What does your unique selling position, your company’s core differentiators, and your competitive advantage have to do with the software that you use to run your business? In a word: everything.
There are a number of software packages designed to make business run better. Document Management systems provide fast access to documents which can improve service to your customers. Accounting packages not only keep your books in order, but robust reporting can be useful in identifying what products and services are most profitable for your business. Enterprise Resource Planning (ERP) software suites collect, store, manage and interpret data from a variety of sources giving insight to areas such as product planning, manufacturing, inventory management and shipping. Whatever your business, implementing software solutions that match who you are as a business and what makes you great, coupled with employee know-how and strong leadership is a key way to gain a competitive advantage in your industry. In other words choosing the right technology solution is really all about you.
Don’t begin your search with a comparison of bells, whistles, feature sets and price.
A common mistake businesses make when evaluating new technology solutions is to begin their search with a comparison of bells, whistles, feature sets, and price. At the start of solution evaluation, this is the last place one’s attention should wander or else you may find yourself referring to your purchase as “that thing on the shelf we bought but never used.” Long before a company begins to review software solutions, the company should conduct a thorough review of themselves. What are your core competencies? What makes you different from your competition? What do you do better than your competitors? How will the software contribute to these competitive advantages? Answering questions like these will help you identify specifically what you need the software to do in order to help you build success. Failure to address these questions could result in a technology acquisition that diminishes or even prevents you from doing what you do well. It is important to remember: technology cannot deliver results you cannot define. Selecting solutions in any other fashion is an exercise in frustration and may end in failure.
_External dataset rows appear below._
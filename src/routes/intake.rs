// write_http intake handler

use axum::{
    extract::{State, rejection::BytesRejection},
    http::StatusCode,
};
use bytes::Bytes;

use super::AppState;
use crate::translate::parse_batch;

/// Acknowledges as soon as the body is buffered; parse, translate and forward run detached.
/// Bodies over `server.max_body_bytes` are dropped but still answered with 200.
pub(super) async fn collectd_handler(
    State(state): State<AppState>,
    body: Result<Bytes, BytesRejection>,
) -> StatusCode {
    match body {
        Ok(body) => {
            tokio::spawn(relay_batch(state, body));
        }
        Err(e) => tracing::warn!(
            error = %e,
            operation = "read_body",
            "Dropping collectd batch"
        ),
    }
    StatusCode::OK
}

async fn relay_batch(state: AppState, body: Bytes) {
    let batch = match parse_batch(&body) {
        Ok(batch) => batch,
        Err(e) => {
            tracing::warn!(
                error = %e,
                operation = "parse_batch",
                body_bytes = body.len(),
                "Dropping collectd batch"
            );
            return;
        }
    };
    let records = state.translator.translate(&batch);
    tracing::debug!(
        operation = "translate",
        groups_count = batch.len(),
        records_count = records.len(),
        "Batch translated"
    );
    state.forwarder.forward_and_log(&records).await;
}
Take time to develop an implementation and training plan.
Once a software solution is selected, it is time to develop an implementation and training plan. Developing a thorough implementation and training plan is just as critical as the technology selection itself. Businesses should expect to invest as much on the implementation and training phase of a new technology adoption as they do on the solution itself. Gone are the days of one-size-fits-all box software. Today’s tools are highly customizable but they must be that: customized. You must identify what you intend the solution to do for you, how users’ workflows will be impacted, the timeline for implementation, and how you will measure the results. Measuring results is key. Software purchases should never be viewed just as an expense. Your core business software is an investment into your business, and you should be able to demonstrate a measurable return on that investment. Just like any investment, your technology resources should contribute to your bottom line in a tangible way.
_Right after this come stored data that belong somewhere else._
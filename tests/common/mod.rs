// Shared test helpers
#![allow(dead_code)]

use axum::Router;
use axum::extract::State;
use axum::http::{StatusCode, Uri};
use bytes::Bytes;
use collectd_proxy::config::AppConfig;
use collectd_proxy::models::{DataSourceType, SampleGroup};
use serde_json::Number;
use std::net::SocketAddr;
use std::sync::{Arc, Mutex};
use tokio::sync::mpsc;
use tokio::time::Duration;

pub fn num(v: f64) -> Number {
    Number::from_f64(v).unwrap()
}

pub fn sample_group(plugin: &str, plugin_instance: &str, type_: &str, type_instance: &str) -> SampleGroup {
    SampleGroup {
        host: "web01.example.com".into(),
        plugin: plugin.into(),
        plugin_instance: plugin_instance.into(),
        type_: type_.into(),
        type_instance: type_instance.into(),
        dstypes: vec![DataSourceType::Gauge],
        dsnames: vec!["value".into()],
        values: vec![Number::from(1u64)],
        time: 1000,
    }
}

/// One cpu idle gauge from web01, as collectd write_http posts it.
pub const CPU_IDLE_BATCH: &str = r#"[
  {
    "values": [97.5],
    "dstypes": ["gauge"],
    "dsnames": ["value"],
    "time": 1000,
    "interval": 10.000,
    "host": "web01.example.com",
    "plugin": "cpu",
    "plugin_instance": "0",
    "type": "cpu",
    "type_instance": "idle"
  }
]"#;

pub fn test_config(influx_addr: SocketAddr, extra: &str) -> AppConfig {
    let toml = format!(
        r#"
{extra}

[server]
port = 8079
host = "127.0.0.1"

[influxdb]
host = "{}"
port = {}
database = "metrics"
user = "collectd"
password = "secret"
"#,
        influx_addr.ip(),
        influx_addr.port()
    );
    AppConfig::load_from_str(&toml).unwrap()
}

/// One request as seen by the InfluxDB stand-in.
#[derive(Debug)]
pub struct CapturedWrite {
    pub path_and_query: String,
    pub body: serde_json::Value,
}

#[derive(Clone)]
struct StubState {
    tx: mpsc::UnboundedSender<CapturedWrite>,
    status: StatusCode,
    delay: Duration,
}

async fn capture(State(stub): State<StubState>, uri: Uri, body: Bytes) -> StatusCode {
    tokio::time::sleep(stub.delay).await;
    let body = serde_json::from_slice(&body).unwrap_or(serde_json::Value::Null);
    let path_and_query = uri
        .path_and_query()
        .map(|p| p.as_str().to_string())
        .unwrap_or_default();
    let _ = stub.tx.send(CapturedWrite {
        path_and_query,
        body,
    });
    stub.status
}

/// Serves a fake InfluxDB on an ephemeral port that records every write, answering
/// with `status` after `delay`.
pub async fn spawn_influx_stub(
    status: StatusCode,
    delay: Duration,
) -> (SocketAddr, mpsc::UnboundedReceiver<CapturedWrite>) {
    let (tx, rx) = mpsc::unbounded_channel();
    let app = Router::new()
        .fallback(capture)
        .with_state(StubState { tx, status, delay });
    let listener = tokio::net::TcpListener::bind("127.0.0.1:0").await.unwrap();
    let addr = listener.local_addr().unwrap();
    tokio::spawn(async move {
        let _ = axum::serve(listener, app).await;
    });
    (addr, rx)
}

/// An address nothing listens on.
pub async fn closed_addr() -> SocketAddr {
    let listener = tokio::net::TcpListener::bind("127.0.0.1:0").await.unwrap();
    let addr = listener.local_addr().unwrap();
    drop(listener);
    addr
}

pub async fn next_write(rx: &mut mpsc::UnboundedReceiver<CapturedWrite>) -> CapturedWrite {
    tokio::time::timeout(Duration::from_secs(5), rx.recv())
        .await
        .expect("timed out waiting for influxdb write")
        .expect("stub closed")
}

/// In-memory sink for formatted tracing output.
#[derive(Clone, Default)]
pub struct LogBuffer(Arc<Mutex<Vec<u8>>>);

impl LogBuffer {
    pub fn contents(&self) -> String {
        String::from_utf8_lossy(&self.0.lock().unwrap()).into_owned()
    }
}

impl std::io::Write for LogBuffer {
    fn write(&mut self, buf: &[u8]) -> std::io::Result<usize> {
        self.0.lock().unwrap().extend_from_slice(buf);
        Ok(buf.len())
    }

    fn flush(&mut self) -> std::io::Result<()> {
        Ok(())
    }
}

/// Routes tracing events on this thread into a buffer until the guard is dropped.
pub fn capture_logs(level: tracing::Level) -> (tracing::subscriber::DefaultGuard, LogBuffer) {
    let logs = LogBuffer::default();
    let writer = logs.clone();
    let subscriber = tracing_subscriber::fmt()
        .with_max_level(level)
        .with_ansi(false)
        .with_writer(move || writer.clone())
        .finish();
    (tracing::subscriber::set_default(subscriber), logs)
}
Invest time and effort into full adoption.
Adoption of any new solution requires time and effort, and you must be willing to commit to investing the time and effort required to see the adoption through. This takes leadership. There are no shortcuts. Large scale adoptions are disruptive and time consuming. Employees often feel frustration as they are forced to learn new tools while under pressure to continue to perform their daily job requirements. This is when great leadership is needed most. Great returns can be realized from your technology investments when solutions are properly tailored to your business and its strategic goals, and those goals are communicated and championed to your team throughout the selection, implementation and training process.